Costa highlighted three Cs for an effective resume.
- Clarity: Make every detail clear—no matter how obvious and basic. “Sometimes people try to get creative,” she said, possibly leaving the reader confused.
- Consistency: Give the resume a consistent look and feel, making it easy for a reader to identify and scan specific sections. Formatting such as bolding, underlining, and italicizing should be consistent between sections, and the entire document should be in one font style, Costa said.
- Concise: List responsibilities and/or abilities, while being mindful of space. Bulleted lists are very effective for simplifying information and quickly conveying competence and professionalism. “The first pass is often very quick,” Costa said, “so it’s important to be concise and organized.”
Costa and Suchora Farroni reviewed multiple types of resumes but recommended a combination resume, which highlights skills and experience first, then lists chronological employment history. They said a functional resume should be used only by those who have no work experience or large gaps in employment. Using examples, the presenters suggested these sections in the following order:
- Summary of qualifications
- Education, work history/experience
- Professional accomplishments or skills
Both presenters stressed that nurses should include pertinent details; for example, how a nurse individually performed a role, what specialty he or she studied, the unit type and specialty, and even the number of beds.
Costa encouraged every nurse seeking a job to review his or her resume with this question in mind: “What have you done in your past that will make you successful in this new role?”
A CV is best for disseminating work history for reasons other than employment, said Suchora Farroni; for example, nurses in academic, educational, scientific, medical, or research institutions who are applying for fellowships and grants or seeking nomination to leadership positions.
A CV should be two- to three-pages and much more detailed than a resume, including:
- Academic background
LinkedIn and Other Tips
Suchora Farroni suggested nurses get a professional headshot (often provided free of charge by employers).
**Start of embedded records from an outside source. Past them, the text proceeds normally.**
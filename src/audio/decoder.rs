use crate::audio::capture::mix_to_mono;
use crate::types::Waveform;
use anyhow::{ensure, Context, Result};
use std::path::Path;
use symphonia::core::audio::SampleBuffer;
use symphonia::core::codecs::{DecoderOptions, CODEC_TYPE_NULL};
use symphonia::core::errors::Error as SymphoniaError;
use symphonia::core::formats::FormatOptions;
use symphonia::core::io::MediaSourceStream;
use symphonia::core::meta::MetadataOptions;
use symphonia::core::probe::Hint;

/// Decode an audio file to a mono waveform at the file's native sample rate
pub fn decode_audio<P: AsRef<Path>>(path: P) -> Result<Waveform> {
    let path = path.as_ref();

    let file = std::fs::File::open(path)
        .with_context(|| format!("Failed to open audio file: {}", path.display()))?;

    let mss = MediaSourceStream::new(Box::new(file), Default::default());

    let mut hint = Hint::new();
    if let Some(extension) = path.extension().and_then(|e| e.to_str()) {
        hint.with_extension(extension);
    }

    let probe_result = symphonia::default::get_probe()
        .format(
            &hint,
            mss,
            &FormatOptions::default(),
            &MetadataOptions::default(),
        )
        .context("Failed to probe audio format")?;

    let mut format = probe_result.format;

    let track = format
        .tracks()
        .iter()
        .find(|t| t.codec_params.codec != CODEC_TYPE_NULL)
        .context("No audio tracks found in file")?;

    let track_id = track.id;
    let sample_rate = track
        .codec_params
        .sample_rate
        .context("Sample rate not specified in audio file")?;

    let mut decoder = symphonia::default::get_codecs()
        .make(&track.codec_params, &DecoderOptions::default())
        .context("Failed to create decoder")?;

    let mut samples = Vec::new();

    loop {
        let packet = match format.next_packet() {
            Ok(packet) => packet,
            Err(SymphoniaError::IoError(err))
                if err.kind() == std::io::ErrorKind::UnexpectedEof =>
            {
                break;
            }
            Err(err) => return Err(err).context("Failed to read packet"),
        };

        if packet.track_id() != track_id {
            continue;
        }

        let decoded = decoder
            .decode(&packet)
            .context("Failed to decode audio packet")?;

        let channels = decoded.spec().channels.count().max(1);
        let mut interleaved = SampleBuffer::<f32>::new(decoded.capacity() as u64, *decoded.spec());
        interleaved.copy_interleaved_ref(decoded);
        samples.extend(interleaved.samples().chunks(channels).map(mix_to_mono));
    }

    ensure!(
        !samples.is_empty(),
        "Audio file contains no samples: {}",
        path.display()
    );

    Ok(Waveform {
        samples,
        sample_rate,
    })
}
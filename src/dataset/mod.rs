//! Labeled corpus discovery and loading.
//!
//! The corpus is a root directory of per-speaker folders (`Actor_01`, ...)
//! holding WAV files whose dash-separated names carry the emotion code in the
//! third field, e.g. `03-01-05-01-02-01-12.wav` is `angry`. Loading stops at
//! the first file that cannot be labeled or decoded so that a broken corpus
//! never trains on a silently reduced set.

mod split;

use std::fs;
use std::path::{Path, PathBuf};

use tracing::{debug, info};

use crate::error::{EmotionError, Result};
use crate::features::{FeatureExtractor, FeatureVector};
use crate::types::Emotion;

pub use split::{shuffled_indices, DatasetSplit, Partition, DEFAULT_SPLIT_SEED, DEFAULT_TEST_RATIO};

const LABEL_FIELD: usize = 2;

#[derive(Debug, Clone)]
pub struct CorpusLayout {
    pub root: PathBuf,
    pub speaker_prefix: String,
    pub extension: String,
}

impl CorpusLayout {
    pub fn new(root: impl Into<PathBuf>) -> Self {
        Self {
            root: root.into(),
            speaker_prefix: "Actor_".to_string(),
            extension: "wav".to_string(),
        }
    }

    pub fn with_speaker_prefix(mut self, prefix: impl Into<String>) -> Self {
        self.speaker_prefix = prefix.into();
        self
    }
}

/// List corpus audio files in path order.
pub fn discover(layout: &CorpusLayout) -> Result<Vec<PathBuf>> {
    if !layout.root.is_dir() {
        return Err(EmotionError::InvalidConfig(format!(
            "corpus root {:?} is not a directory",
            layout.root
        )));
    }

    let mut files = Vec::new();
    for speaker in fs::read_dir(&layout.root)? {
        let speaker = speaker?.path();
        let is_speaker_dir = speaker.is_dir()
            && speaker
                .file_name()
                .and_then(|name| name.to_str())
                .map(|name| name.starts_with(&layout.speaker_prefix))
                .unwrap_or(false);
        if !is_speaker_dir {
            continue;
        }
        for entry in fs::read_dir(&speaker)? {
            let path = entry?.path();
            if path.is_file() && has_extension(&path, &layout.extension) {
                files.push(path);
            }
        }
    }
    files.sort();
    Ok(files)
}

fn has_extension(path: &Path, extension: &str) -> bool {
    path.extension()
        .and_then(|ext| ext.to_str())
        .map(|ext| ext.eq_ignore_ascii_case(extension))
        .unwrap_or(false)
}

/// Emotion encoded in the third dash-separated field of a corpus file name.
pub fn label_from_file_name(path: &Path) -> Result<Emotion> {
    let stem = path
        .file_stem()
        .and_then(|stem| stem.to_str())
        .ok_or_else(|| EmotionError::MalformedFileName(path.to_path_buf()))?;
    let code = stem
        .split('-')
        .nth(LABEL_FIELD)
        .ok_or_else(|| EmotionError::MalformedFileName(path.to_path_buf()))?;
    Emotion::from_code(code)
}

#[derive(Debug, Clone)]
pub struct LabeledSample {
    pub path: PathBuf,
    pub features: FeatureVector,
    pub label: Emotion,
}

/// Feature vectors of a whole corpus paired with their labels.
#[derive(Debug, Clone)]
pub struct Dataset {
    samples: Vec<LabeledSample>,
    dimension: usize,
}

impl Dataset {
    pub fn load(layout: &CorpusLayout, extractor: &FeatureExtractor) -> Result<Self> {
        let files = discover(layout)?;
        info!(
            root = %layout.root.display(),
            files = files.len(),
            "discovered corpus files"
        );
        let mut samples = Vec::with_capacity(files.len());
        for path in files {
            let label = label_from_file_name(&path)?;
            let features = extractor.extract_file(&path)?;
            debug!(path = %path.display(), label = %label, "extracted features");
            samples.push(LabeledSample {
                path,
                features,
                label,
            });
        }
        if samples.is_empty() {
            return Err(EmotionError::EmptyCorpus(layout.root.clone()));
        }
        Self::from_samples(samples)
    }

    /// Build a dataset from already extracted samples; all vectors must share
    /// one length.
    pub fn from_samples(mut samples: Vec<LabeledSample>) -> Result<Self> {
        let dimension = samples
            .first()
            .map(|sample| sample.features.len())
            .ok_or_else(|| EmotionError::EmptyCorpus(PathBuf::new()))?;
        for sample in &samples {
            EmotionError::check_dimension(dimension, sample.features.len())?;
        }
        samples.sort_by(|a, b| a.path.cmp(&b.path));
        Ok(Self { samples, dimension })
    }

    pub fn len(&self) -> usize {
        self.samples.len()
    }

    pub fn is_empty(&self) -> bool {
        self.samples.is_empty()
    }

    pub fn dimension(&self) -> usize {
        self.dimension
    }

    pub fn samples(&self) -> &[LabeledSample] {
        &self.samples
    }

    /// Seeded shuffle split; the same corpus, ratio and seed always produce
    /// the same partitions.
    pub fn split(&self, test_ratio: f64, seed: u64) -> Result<DatasetSplit> {
        let (test_idx, train_idx) = shuffled_indices(self.samples.len(), test_ratio, seed)?;
        let split = DatasetSplit {
            train: Partition::gather(&self.samples, &train_idx, self.dimension),
            test: Partition::gather(&self.samples, &test_idx, self.dimension),
        };
        info!(
            train = split.train.len(),
            test = split.test.len(),
            test_ratio,
            seed,
            "split dataset"
        );
        Ok(split)
    }
}
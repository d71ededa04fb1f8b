use std::fs;
use std::path::{Path, PathBuf};

use crate::error::{EmotionError, Result};
use crate::model::ParamGrid;

pub const DEFAULT_ARTIFACTS_DIR: &str = "artifacts";
pub const MODEL_FILE: &str = "emotion_model.json";
pub const SCALER_FILE: &str = "scaler.json";
pub const REPORT_FILE: &str = "training_report.json";

/// Location of the trained model, its scaler and the training report.
#[derive(Debug, Clone, PartialEq, Eq)]
pub struct ArtifactPaths {
    pub dir: PathBuf,
}

impl ArtifactPaths {
    pub fn new(dir: impl Into<PathBuf>) -> Self {
        Self { dir: dir.into() }
    }

    pub fn from_override(path: Option<PathBuf>) -> Self {
        Self::new(path.unwrap_or_else(|| PathBuf::from(DEFAULT_ARTIFACTS_DIR)))
    }

    pub fn model_path(&self) -> PathBuf {
        self.dir.join(MODEL_FILE)
    }

    pub fn scaler_path(&self) -> PathBuf {
        self.dir.join(SCALER_FILE)
    }

    pub fn report_path(&self) -> PathBuf {
        self.dir.join(REPORT_FILE)
    }

    pub fn ensure_dir(&self) -> Result<()> {
        if self.dir.exists() && !self.dir.is_dir() {
            return Err(EmotionError::InvalidConfig(format!(
                "artifacts path {:?} is not a directory",
                self.dir
            )));
        }
        fs::create_dir_all(&self.dir)?;
        Ok(())
    }
}

/// Grid override from a JSON file or an inline JSON string; falls back to the
/// default grid when neither is given.
pub fn load_param_grid(path: Option<&Path>, json: Option<&str>) -> Result<ParamGrid> {
    let grid = match (path, json) {
        (Some(_), Some(_)) => {
            return Err(EmotionError::InvalidConfig(
                "pass either a grid file or inline grid JSON, not both".to_string(),
            ))
        }
        (Some(path), None) => {
            let raw = fs::read_to_string(path).map_err(|err| {
                EmotionError::InvalidConfig(format!("failed to read grid file {:?}: {}", path, err))
            })?;
            parse_grid(&raw)?
        }
        (None, Some(raw)) => parse_grid(raw)?,
        (None, None) => ParamGrid::default(),
    };
    grid.validate()?;
    Ok(grid)
}

fn parse_grid(raw: &str) -> Result<ParamGrid> {
    serde_json::from_str(raw)
        .map_err(|err| EmotionError::InvalidConfig(format!("invalid parameter grid: {}", err)))
}

#[cfg(test)]
mod tests {
    use super::*;
    use tempfile::tempdir;

    #[test]
    fn defaults_to_local_artifacts_dir() {
        let paths = ArtifactPaths::from_override(None);
        assert_eq!(paths.dir, PathBuf::from("artifacts"));
        assert!(paths.model_path().ends_with("emotion_model.json"));
        assert!(paths.scaler_path().ends_with("scaler.json"));
        assert!(paths.report_path().ends_with("training_report.json"));
    }

    #[test]
    fn ensure_dir_creates_nested_override() {
        let dir = tempdir().unwrap();
        let paths = ArtifactPaths::from_override(Some(dir.path().join("a").join("b")));
        paths.ensure_dir().unwrap();
        assert!(paths.dir.is_dir());
    }

    #[test]
    fn grid_from_file_and_inline_json() {
        let dir = tempdir().unwrap();
        let file = dir.path().join("grid.json");
        fs::write(
            &file,
            r#"{"hidden_layer_sizes": [[8]], "alpha": [0.01], "learning_rate": ["constant"]}"#,
        )
        .unwrap();
        assert_eq!(load_param_grid(Some(&file), None).unwrap().len(), 1);

        let inline = r#"{"hidden_layers": [[8], [4]], "alphas": [0.1], "learning_rates": ["adaptive"]}"#;
        assert_eq!(load_param_grid(None, Some(inline)).unwrap().len(), 2);

        assert_eq!(load_param_grid(None, None).unwrap(), ParamGrid::default());
    }

    #[test]
    fn rejects_bad_grids() {
        assert!(load_param_grid(None, Some("{}")).is_err());
        let empty_axis = r#"{"hidden_layer_sizes": [], "alpha": [0.01], "learning_rate": ["constant"]}"#;
        assert!(load_param_grid(None, Some(empty_axis)).is_err());
        let dir = tempdir().unwrap();
        assert!(load_param_grid(Some(&dir.path().join("nope.json")), None).is_err());
    }
}
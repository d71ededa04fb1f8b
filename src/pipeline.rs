//! Staged training: corpus → split → scaler → grid search → artifacts.
//!
//! Each stage is callable on its own so that callers (and tests) can stop
//! after any of them; [`TrainingPipeline::run`] chains all five.

use std::collections::BTreeMap;
use std::fs;

use ndarray::Array2;
use serde::Serialize;
use tracing::info;

use crate::config::ArtifactPaths;
use crate::dataset::{CorpusLayout, Dataset, DatasetSplit, DEFAULT_SPLIT_SEED, DEFAULT_TEST_RATIO};
use crate::error::{EmotionError, Result};
use crate::features::{FeatureConfig, FeatureExtractor};
use crate::model::{
    persistence, CandidateScore, GridSearch, HyperParams, MlpClassifier, StandardScaler,
};
use crate::types::Emotion;

#[derive(Debug, Clone, Copy, PartialEq, Serialize)]
pub struct SplitSettings {
    pub test_ratio: f64,
    pub seed: u64,
}

impl Default for SplitSettings {
    fn default() -> Self {
        Self {
            test_ratio: DEFAULT_TEST_RATIO,
            seed: DEFAULT_SPLIT_SEED,
        }
    }
}

/// Train and test matrices after standardization with the train-fitted scaler.
#[derive(Debug, Clone)]
pub struct ScaledSplit {
    pub scaler: StandardScaler,
    pub train_x: Array2<f32>,
    pub train_y: Vec<Emotion>,
    pub test_x: Array2<f32>,
    pub test_y: Vec<Emotion>,
}

#[derive(Debug, Clone)]
pub struct TrainedModel {
    pub model: MlpClassifier,
    pub best_params: HyperParams,
    pub cv_accuracy: f32,
    pub test_accuracy: f32,
    pub candidates: Vec<CandidateScore>,
}

/// Summary written next to the model as `training_report.json`.
#[derive(Debug, Clone, Serialize)]
pub struct TrainingReport {
    pub train_size: usize,
    pub test_size: usize,
    pub feature_dim: usize,
    pub features: FeatureConfig,
    pub split: SplitSettings,
    pub class_counts: BTreeMap<Emotion, usize>,
    pub test_class_counts: BTreeMap<Emotion, usize>,
    pub best_params: HyperParams,
    pub cv_accuracy: f32,
    pub test_accuracy: f32,
    pub epochs: usize,
    pub candidates: Vec<CandidateScore>,
}

#[derive(Debug, Clone)]
pub struct TrainingPipeline {
    pub layout: CorpusLayout,
    pub features: FeatureConfig,
    pub split: SplitSettings,
    pub search: GridSearch,
}

impl TrainingPipeline {
    pub fn new(layout: CorpusLayout) -> Self {
        Self {
            layout,
            features: FeatureConfig::default(),
            split: SplitSettings::default(),
            search: GridSearch::default(),
        }
    }

    pub fn with_features(mut self, features: FeatureConfig) -> Self {
        self.features = features;
        self
    }

    pub fn with_split(mut self, split: SplitSettings) -> Self {
        self.split = split;
        self
    }

    pub fn with_search(mut self, search: GridSearch) -> Self {
        self.search = search;
        self
    }

    pub fn load_dataset(&self) -> Result<Dataset> {
        let extractor = FeatureExtractor::new(self.features)?;
        Dataset::load(&self.layout, &extractor)
    }

    pub fn split(&self, dataset: &Dataset) -> Result<DatasetSplit> {
        dataset.split(self.split.test_ratio, self.split.seed)
    }

    pub fn fit_scaler(&self, split: &DatasetSplit) -> Result<ScaledSplit> {
        let scaler = StandardScaler::fit(&split.train.features)?.with_features(self.features)?;
        let train_x = scaler.transform(&split.train.features)?;
        let test_x = scaler.transform(&split.test.features)?;
        info!(dimension = scaler.dimension(), "fitted feature scaler");
        Ok(ScaledSplit {
            scaler,
            train_x,
            train_y: split.train.labels.clone(),
            test_x,
            test_y: split.test.labels.clone(),
        })
    }

    pub fn train(&self, scaled: &ScaledSplit) -> Result<TrainedModel> {
        info!(
            candidates = self.search.grid().len(),
            folds = self.search.folds(),
            "starting grid search"
        );
        let result = self.search.fit(&scaled.train_x, &scaled.train_y)?;
        let test_accuracy = result.model.score(&scaled.test_x, &scaled.test_y)?;
        info!(
            best_params = %result.best_params,
            cv_accuracy = result.best_score,
            test_accuracy,
            "grid search finished"
        );
        Ok(TrainedModel {
            model: result.model,
            best_params: result.best_params,
            cv_accuracy: result.best_score,
            test_accuracy,
            candidates: result.candidates,
        })
    }

    pub fn write_artifacts(
        &self,
        paths: &ArtifactPaths,
        scaler: &StandardScaler,
        trained: &TrainedModel,
        report: &TrainingReport,
    ) -> Result<()> {
        paths.ensure_dir()?;
        persistence::save(scaler, &paths.scaler_path())?;
        persistence::save(&trained.model, &paths.model_path())?;

        let report_path = paths.report_path();
        let write_err = |reason: String| EmotionError::ArtifactWrite {
            path: report_path.clone(),
            reason,
        };
        let json =
            serde_json::to_string_pretty(report).map_err(|err| write_err(err.to_string()))?;
        fs::write(&report_path, json).map_err(|err| write_err(err.to_string()))?;
        info!(path = %report_path.display(), "wrote training report");
        Ok(())
    }

    pub fn run(&self, paths: &ArtifactPaths) -> Result<TrainingReport> {
        let dataset = self.load_dataset()?;
        let split = self.split(&dataset)?;
        let scaled = self.fit_scaler(&split)?;
        let trained = self.train(&scaled)?;
        let report = TrainingReport {
            train_size: split.train.len(),
            test_size: split.test.len(),
            feature_dim: dataset.dimension(),
            features: self.features,
            split: self.split,
            class_counts: split.train.class_counts(),
            test_class_counts: split.test.class_counts(),
            best_params: trained.best_params.clone(),
            cv_accuracy: trained.cv_accuracy,
            test_accuracy: trained.test_accuracy,
            epochs: trained.model.epochs(),
            candidates: trained.candidates.clone(),
        };
        self.write_artifacts(paths, &scaled.scaler, &trained, &report)?;
        Ok(report)
    }
}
And she lauded the utility of a profile on LinkedIn, which is not only a job portal, but also a networking tool and platform to display a mission or career.
A LinkedIn profile, she said, should include several elements, including a professional headline, “so people know who you are and what you stand for;” an elevator pitch or a short section that will generate interest about you, your mission, or your organization; and a description of work experience that focuses on the individual’s professional value.
Editor’s Note: This article is a summary of a presentation given by Heather Costa, PHR, SHRM-CP, a nurse recruiter; and Precious Suchora Farroni, PHR, SHRM-CP, an advanced practice recruiter, both from Ohio State University Wexner Medical Center, at the 2017 ONS 42nd Annual Congress.